Gesetzlich sind die wichtigsten Aufbewahrungsfristen für jeden, der nach Steuer- oder Handelsrecht zum Führen von Büchern und Aufzeichnungen verpflichtet ist, in der Abgabenordnung (AO), im Handelsgesetzbuch (HGB) und im Umsatzsteuergesetz (UStG) festgelegt. Wie dies auf digitale Weise regelkonform funktioniert, haben die Grundsätze zur ordnungsmäßigen Führung und Aufbewahrung von Büchern, Aufzeichnungen und Unterlagen in elektronischer Form sowie zum Datenzugriff (GoBD) zusammengefasst. Wer sich an die entsprechenden Anweisungen hält, kann selbst Papierunterlagen nach deren Digitalisierung vernichten und spart so einiges an Platz. Über die handels- und steuerrechtlichen Vorgaben hinaus gibt es beispielsweise im medizinischen Bereich, in der öffentlichen Verwaltung und im Bauwesen bestimmte branchen- oder anwendungsspezifische Aufbewahrungspflichten von Dokumenten.

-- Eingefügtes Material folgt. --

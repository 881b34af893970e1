use std::sync::LazyLock;

use crate::dom::{compile_one, DocumentTree, Selector};
use crate::normalize::collapse_whitespace;

/// UTF-16 code units of visible text fed into the fallback hash.
pub const HASH_PREFIX_UNITS: usize = 300;

static ACTIVITY_URN: LazyLock<Selector> =
    LazyLock::new(|| compile_one(r#"[data-urn^="urn:li:activity:"]"#));
static ACTIVITY_DATA_ID: LazyLock<Selector> =
    LazyLock::new(|| compile_one(r#"[data-id*="urn:li:activity:"]"#));

/// Stable identity for an item container.
///
/// Prefers the platform activity URN (`urn:`), then a data id (`dataid:`),
/// and falls back to a hash of the visible text (`txt:`). Two different posts
/// sharing the same 300-unit text prefix collide under the fallback; that is
/// a known limitation.
pub fn resolve_identity<D: DocumentTree>(doc: &D, item: D::Handle) -> String {
    if let Some(urn) = own_or_descendant(doc, item, "data-urn", &ACTIVITY_URN) {
        return format!("urn:{urn}");
    }
    if let Some(id) = own_or_descendant(doc, item, "data-id", &ACTIVITY_DATA_ID) {
        return format!("dataid:{id}");
    }
    format!("txt:{}", text_hash(&doc.text(item)))
}

fn own_or_descendant<D: DocumentTree>(
    doc: &D,
    item: D::Handle,
    attr: &str,
    selector: &Selector,
) -> Option<String> {
    let non_empty = |v: String| if v.is_empty() { None } else { Some(v) };
    doc.attribute(item, attr)
        .and_then(non_empty)
        .or_else(|| {
            doc.query_first(item, selector)
                .and_then(|node| doc.attribute(node, attr))
                .and_then(non_empty)
        })
}

/// 32-bit rolling hash (`h = h * 31 + unit`) over the first 300 UTF-16 units
/// of the whitespace-collapsed text, wrapping like a signed 32-bit integer.
pub fn text_hash(text: &str) -> i32 {
    collapse_whitespace(text)
        .encode_utf16()
        .take(HASH_PREFIX_UNITS)
        .fold(0i32, |hash, unit| hash.wrapping_mul(31).wrapping_add(unit as i32))
}
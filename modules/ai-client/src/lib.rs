pub mod error;
pub mod gemini;
pub mod traits;
pub mod util;

pub use error::AiError;
pub use gemini::Gemini;
pub use traits::TextGenerator;
pub use util::{first_json_object, truncate_to_char_boundary};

Welche Belege wie lange aufzubewahren sind
Konkret hat sich durch das vierte Bürokratieentlastungsgesetz die Aufbewahrungsfrist für Buchungsbelege sowie Aus- und Eingangsrechnungen von zehn auf acht Jahre verkürzt. Dokumente wie empfangene Handels- oder Geschäftsbriefe und sonstige Unterlagen, die für die Besteuerung wichtig sind, müssen nur noch sechs Jahre aufbewahrt werden. Für Lieferscheine können sowohl sechs als auch acht Jahre gelten: Stellt ein Lieferschein Teil eines Rechnungs- oder Buchungsbelegs dar, ist er acht Jahre aufzubewahren. Geht es nur um die Dokumentation – beispielsweise bei Warenbegleitscheinen, Frachtbriefen oder Packlisten – gilt er als Handelsbrief und ist sechs Jahre aufzubewahren.
Auch bei geschäftlichen E-Mails variiert die Aufbewahrungspflicht. Wird in einer E-Mail eine Rechnung verschickt und enthält sie ergänzende rechnungsbezogene Informationen, wie Stundennachweise oder Informationen zu Rabatten, ist sie wie die Rechnung selbst acht Jahre aufzuheben. Sind keine weiteren Infos in der E-Mail enthalten und stehen hier beispielsweise nur eine Anrede und die Info, dass sich die Rechnung anbei befindet, muss nur die angehängte Rechnung, aber nicht die E-Mail aufbewahrt werden. Geht es in der E-Mail um die Abwicklung eines Geschäfts, ist sie sechs Jahre zu speichern. Schickt man E-Mails, in denen keine buchungsrelevanten geschäftlichen Bezüge, sondern beispielsweise Dankesschreiben, Geburtstags- oder Weihnachtsgrüße enthalten sind, können diese E-Mails direkt gelöscht werden.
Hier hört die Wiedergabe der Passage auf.